VdK fordert Renten-Pakt

VdK-Präsidentin Ulrike Mascher: „Rentenbeitrag darf nicht gesenkt werden!“

„Die künftige Bundesregierung muss einen parteiübergreifenden Renten-Pakt
schließen, um Altersarmut vorzubeugen“, fordert Ulrike Mascher, Präsidentin
des Sozialverbands VdK Deutschland, anlässlich aktueller Zahlen des DGB zur
Rentensituation. Demnach gehen 42 Prozent der Beschäftigten in Deutschland
davon aus, dass ihre gesetzliche Rente nicht zum Leben reicht.
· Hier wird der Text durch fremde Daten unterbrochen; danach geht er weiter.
//! The penalty ledger: issuance, escalation, revocation and expiry.
//!
//! A user has at most one ACTIVE penalty. The ledger checks this inside the issuing
//! transaction after taking the user's write lock, and the `idx_penalty_one_active` partial
//! unique index backs it at the storage layer. SQLite admits one writer at a time, so
//! concurrent issuers for the same user run one after the other; a writer that loses the
//! race sees busy/snapshot errors and re-runs from the start via [`retry_busy`].

use std::sync::Arc;

use chrono::{DateTime, Utc};
use metrics::counter;
use serde::Deserialize;
use sqlx::SqliteConnection;
use tracing::{info, warn};

use crate::{
    clock::Clock,
    db::{Db, is_unique_violation, retry_busy},
    error::ModerationError,
    metrics::{PENALTY_EXPIRED, PENALTY_ISSUED, PENALTY_REVOKED},
    models::{Penalty, PenaltyStatus, PenaltyType},
    moderation::trust::recalculate_in,
    store::{
        appeals, content,
        penalties::{self, NewPenalty},
        users,
    },
};

/// Arguments to [`PenaltyLedger::issue_penalty`].
#[derive(Debug, Clone, Deserialize)]
pub struct PenaltyRequest {
    pub user_id: i64,
    pub penalty_type: PenaltyType,
    pub reason: String,
    pub issued_by: i64,
    #[serde(default)]
    pub related_flag_ids: Vec<i64>,
    /// Soft-delete the user's unapproved ideas and comments. Ignored for warnings.
    #[serde(default)]
    pub bulk_delete_content: bool,
}

impl PenaltyRequest {
    pub fn new(user_id: i64, penalty_type: PenaltyType, reason: &str, issued_by: i64) -> Self {
        Self {
            user_id,
            penalty_type,
            reason: reason.to_owned(),
            issued_by,
            related_flag_ids: Vec::new(),
            bulk_delete_content: false,
        }
    }
}

/// A penalty may be appealed once, while it is in force, unless it is only a warning.
/// A timed ban that has run out is served, even before the sweep marks it EXPIRED.
pub fn can_appeal(penalty: &Penalty, has_appeal: bool, now: DateTime<Utc>) -> bool {
    let eligible_type = match penalty.penalty_type {
        PenaltyType::Warning => false,
        PenaltyType::TempBan24h
        | PenaltyType::TempBan7d
        | PenaltyType::TempBan30d
        | PenaltyType::PermanentBan => true,
    };
    penalty.is_in_force(now) && !has_appeal && eligible_type
}

/// Pick the penalty for a repeat offender from their (newest-first) history.
///
/// Severity levels are walked from the second-highest down; the first level with a
/// penalty inside its own lookback window decides, and the result is one step above it.
/// Revoked penalties were overturned and do not count.
pub fn next_penalty_type(history: &[Penalty], now: DateTime<Utc>) -> PenaltyType {
    PenaltyType::ALL
        .iter()
        .rev()
        .skip(1)
        .find(|level| {
            let cutoff = now - level.lookback();
            history.iter().any(|p| {
                p.penalty_type == **level
                    && p.status != PenaltyStatus::Revoked
                    && p.issued_at >= cutoff
            })
        })
        .map_or(PenaltyType::Warning, |level| level.escalate())
}

/// Owner of penalty rows.
#[derive(Clone)]
pub struct PenaltyLedger {
    db: Db,
    clock: Arc<dyn Clock>,
}

impl PenaltyLedger {
    pub fn new(db: Db, clock: Arc<dyn Clock>) -> Self {
        Self { db, clock }
    }

    /// Issue a penalty. An existing ACTIVE penalty must be strictly less severe; it is
    /// superseded (moved to EXPIRED) by the new one.
    #[tracing::instrument(skip_all, fields(user_id = request.user_id, penalty_type = %request.penalty_type))]
    pub async fn issue_penalty(&self, request: PenaltyRequest) -> Result<Penalty, ModerationError> {
        let request = &request;
        let penalty = retry_busy(|| async move { self.issue_once(request).await }).await?;

        counter!(PENALTY_ISSUED, "type" => penalty.penalty_type.as_str()).increment(1);
        info!(
            penalty_id = penalty.id,
            issued_by = penalty.issued_by,
            expires_at = ?penalty.expires_at,
            "penalty issued"
        );
        Ok(penalty)
    }

    async fn issue_once(&self, request: &PenaltyRequest) -> Result<Penalty, ModerationError> {
        let now = self.clock.now();
        let mut tx = self.db.begin().await?;

        if !users::lock(&mut tx, request.user_id).await? {
            return Err(ModerationError::NotFound("user"));
        }
        expire_elapsed_for_user(&mut tx, request.user_id, now).await?;

        if let Some(active) = penalties::find_active(&mut tx, request.user_id).await? {
            if active.penalty_type.severity() >= request.penalty_type.severity() {
                return Err(ModerationError::AlreadyPenalized {
                    active: active.penalty_type,
                });
            }
            _ = penalties::set_status(&mut tx, active.id, PenaltyStatus::Expired).await?;
            counter!(PENALTY_EXPIRED).increment(1);
            info!(
                superseded = active.id,
                previous = %active.penalty_type,
                "escalating over active penalty"
            );
        }

        let penalty = penalties::insert(
            &mut tx,
            &NewPenalty {
                user_id: request.user_id,
                penalty_type: request.penalty_type,
                reason: &request.reason,
                issued_by: request.issued_by,
                issued_at: now,
                expires_at: request.penalty_type.duration().map(|d| now + d),
                related_flag_ids: &request.related_flag_ids,
            },
        )
        .await
        .map_err(|err| {
            if is_unique_violation(&err) {
                ModerationError::AlreadyPenalized {
                    active: request.penalty_type,
                }
            } else {
                err.into()
            }
        })?;

        if request.bulk_delete_content && request.penalty_type != PenaltyType::Warning {
            let reason = format!("user banned: {}", request.reason);
            let (ideas, comments) =
                content::soft_delete_pending(&mut tx, request.user_id, &reason, now).await?;
            info!(ideas, comments, "removed pending content of banned user");
        }

        _ = recalculate_in(&mut tx, request.user_id, now).await?;
        tx.commit().await?;
        Ok(penalty)
    }

    /// The penalty a new offence by this user should receive.
    pub async fn get_next_penalty_type(&self, user_id: i64) -> Result<PenaltyType, ModerationError> {
        let mut conn = self.db.acquire().await?;
        let history = penalties::list_for_user(&mut conn, user_id).await?;
        Ok(next_penalty_type(&history, self.clock.now()))
    }

    /// The user's ACTIVE, unelapsed penalty, warnings included.
    pub async fn get_active_penalty(&self, user_id: i64) -> Result<Option<Penalty>, ModerationError> {
        let mut conn = self.db.acquire().await?;
        let now = self.clock.now();
        Ok(penalties::find_active(&mut conn, user_id)
            .await?
            .filter(|p| p.is_in_force(now)))
    }

    /// The user's current ban, if any. Warnings are recorded but never bar access.
    pub async fn check_user_banned(&self, user_id: i64) -> Result<Option<Penalty>, ModerationError> {
        Ok(self
            .get_active_penalty(user_id)
            .await?
            .filter(|p| match p.penalty_type {
                PenaltyType::Warning => false,
                PenaltyType::TempBan24h
                | PenaltyType::TempBan7d
                | PenaltyType::TempBan30d
                | PenaltyType::PermanentBan => true,
            }))
    }

    pub async fn get_penalty(&self, penalty_id: i64) -> Result<Penalty, ModerationError> {
        let mut conn = self.db.acquire().await?;
        penalties::get(&mut conn, penalty_id)
            .await?
            .ok_or(ModerationError::NotFound("penalty"))
    }

    /// The user's penalty history, newest first.
    pub async fn list_user_penalties(&self, user_id: i64) -> Result<Vec<Penalty>, ModerationError> {
        let mut conn = self.db.acquire().await?;
        Ok(penalties::list_for_user(&mut conn, user_id).await?)
    }

    /// Revoke an ACTIVE penalty and recompute the user's score.
    #[tracing::instrument(skip(self, reason))]
    pub async fn revoke_penalty(
        &self,
        penalty_id: i64,
        revoked_by: i64,
        reason: &str,
    ) -> Result<Penalty, ModerationError> {
        let penalty = retry_busy(|| async move {
            let now = self.clock.now();
            let mut tx = self.db.begin().await?;
            let penalty = penalties::get(&mut tx, penalty_id)
                .await?
                .ok_or(ModerationError::NotFound("penalty"))?;
            if penalty.status != PenaltyStatus::Active {
                return Err(ModerationError::CannotRevoke(format!(
                    "only active penalties can be revoked; penalty {penalty_id} is {:?}",
                    penalty.status
                )));
            }

            let penalty = revoke_in(&mut tx, &penalty, revoked_by, reason, now).await?;
            tx.commit().await?;
            Ok(penalty)
        })
        .await?;

        info!(user_id = penalty.user_id, "penalty revoked");
        Ok(penalty)
    }

    /// Move every ACTIVE penalty whose time is up to EXPIRED. Scores are left alone; they
    /// catch up at the user's next recalculation.
    #[tracing::instrument(skip(self))]
    pub async fn expire_old_penalties(&self) -> Result<u64, ModerationError> {
        let expired = retry_busy(|| async move {
            let now = self.clock.now();
            let mut tx = self.db.begin().await?;
            let due: Vec<Penalty> = penalties::list_active_timed(&mut tx)
                .await?
                .into_iter()
                .filter(|p| p.has_elapsed(now))
                .collect();
            for penalty in &due {
                _ = penalties::set_status(&mut tx, penalty.id, PenaltyStatus::Expired).await?;
            }
            tx.commit().await?;
            Ok(due.len() as u64)
        })
        .await?;

        if expired > 0 {
            counter!(PENALTY_EXPIRED).increment(expired);
            info!(expired, "expired elapsed penalties");
        }
        Ok(expired)
    }

    /// Whether the penalty can be appealed right now.
    pub async fn can_appeal(&self, penalty: &Penalty) -> Result<bool, ModerationError> {
        let mut conn = self.db.acquire().await?;
        let has_appeal = appeals::exists_for_penalty(&mut conn, penalty.id).await?;
        Ok(can_appeal(penalty, has_appeal, self.clock.now()))
    }
}

/// Revoke on the caller's connection and recompute the owner's score. Status
/// preconditions are the caller's business: admins revoke ACTIVE penalties, approved
/// appeals revoke APPEALED ones.
pub(crate) async fn revoke_in(
    conn: &mut SqliteConnection,
    penalty: &Penalty,
    revoked_by: i64,
    reason: &str,
    now: DateTime<Utc>,
) -> Result<Penalty, ModerationError> {
    let revoked = penalties::mark_revoked(conn, penalty.id, revoked_by, now, reason).await?;
    _ = recalculate_in(conn, penalty.user_id, now).await?;
    counter!(PENALTY_REVOKED).increment(1);
    Ok(revoked)
}

/// Lazily expire the user's elapsed ACTIVE penalty so it does not block a new one.
async fn expire_elapsed_for_user(
    conn: &mut SqliteConnection,
    user_id: i64,
    now: DateTime<Utc>,
) -> Result<(), ModerationError> {
    if let Some(active) = penalties::find_active(conn, user_id).await? {
        if active.has_elapsed(now) {
            _ = penalties::set_status(conn, active.id, PenaltyStatus::Expired).await?;
            counter!(PENALTY_EXPIRED).increment(1);
        }
    }
    Ok(())
}

/// Put an APPEALED penalty back in force after its appeal was rejected.
///
/// If the user picked up another ACTIVE penalty meanwhile, the more severe of the two
/// stays ACTIVE and the other is superseded.
pub(crate) async fn reinstate_in(
    conn: &mut SqliteConnection,
    penalty: &Penalty,
) -> Result<Penalty, ModerationError> {
    if let Some(other) = penalties::find_active(conn, penalty.user_id).await? {
        if other.penalty_type.severity() >= penalty.penalty_type.severity() {
            warn!(
                penalty_id = penalty.id,
                superseded_by = other.id,
                "rejected appeal; a stronger penalty is already active"
            );
            return Ok(penalties::set_status(conn, penalty.id, PenaltyStatus::Expired).await?);
        }
        _ = penalties::set_status(conn, other.id, PenaltyStatus::Expired).await?;
    }
    Ok(penalties::set_status(conn, penalty.id, PenaltyStatus::Active).await?)
}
Der
Sozialverband VdK Deutschland sieht sich in seinen Mahnungen zur Sicherung
der Renten im Kampf gegen Altersarmut bestätigt.

Mascher: „Die Altersarmut in Deutschland nimmt seit über 10 Jahren zu und
ist nicht mehr wegzudiskutieren. Der neue Bundestag muss zügig eine
zukunftsfeste Rentenpolitik umsetzen. Das Übel der Altersarmut müssen wir an
der Wurzel packen: Minijobber, Beschäftigte im Niedriglohnsektor,
Erwerbsgeminderte durch Krankheit oder Frauen in Teilzeit – sie alle sind
durch niedrige Löhne von Armut im Alter bedroht.“

Der VdK fordert daher einen flächendeckenden gesetzlichen Mindestlohn zur
Sicherung einer Rente über dem Grundsicherungsniveau. Er sieht darüber
hinaus auch eine gesetzliche Regelung zur Einschränkung von Leih- und
Zeitarbeit sowie von befristeten Jobs als notwendig an, um Lohndumping zu
bekämpfen.

Laut einer Allensbach-Umfrage sprechen sich 64 Prozent der Bundesbürger aus
Angst vor drohender Altersarmut gegen eine Senkung des Rentenbeitrags aus.
Eine Sorge, die der VdK seit langem teilt. Präsidentin Mascher hat bereits
im Sommer 2012 den Kabinettsbeschluss der Bundesregierung, den Rentenbeitrag
von 19,6 auf 19,0 Prozent zum 1. Januar 2013 als „kurzsichtig und wenig
vorausschauend“, kritisiert. Die noch vorhandenen Reserven der Rentenkassen
müssten nicht nur erhalten bleiben, sondern sie sollten ausgebaut werden.
„Die künftige Regierung muss auf Beitragssenkungen verzichten und die
gesetzlich festgelegte Deckelung der Rücklage von aktuell 22 Prozent
streichen. Die Mehreinnahmen sollen für die Stabilisierung der Renten
verwendet werden, insbesondere für die Erwerbsminderungsrente und das
wichtige Feld der Rehabilitation“, so Mascher.

Damit sich das Altersarmutsproblem nicht weiter verschärft, fordert die
VdK-Präsidentin erneut, die Absenkung des Rentenniveaus von derzeit 51
Prozent auf 43 Prozent bis zum Jahr 2030 zu stoppen: „Bei 50 Prozent des
durchschnittlichen Nettolohns muss Schluss sein.“ Außerdem müssen die
Dämpfungsfaktoren, die sich negativ auf die Rentenerhöhung auswirken,
abgeschafft werden und die Rentenanpassung wieder uneingeschränkt der Lohn-
und Gehaltsentwicklung folgen.

„Wenn wir in der Rentenpolitik nicht umsteuern, drohen kommende Generationen
dauerhaft in Altersarmut zu versinken. Das dürfen und werden wir nicht
zulassen!“, betont Mascher. Dem schließ ich mich voll und ganz an!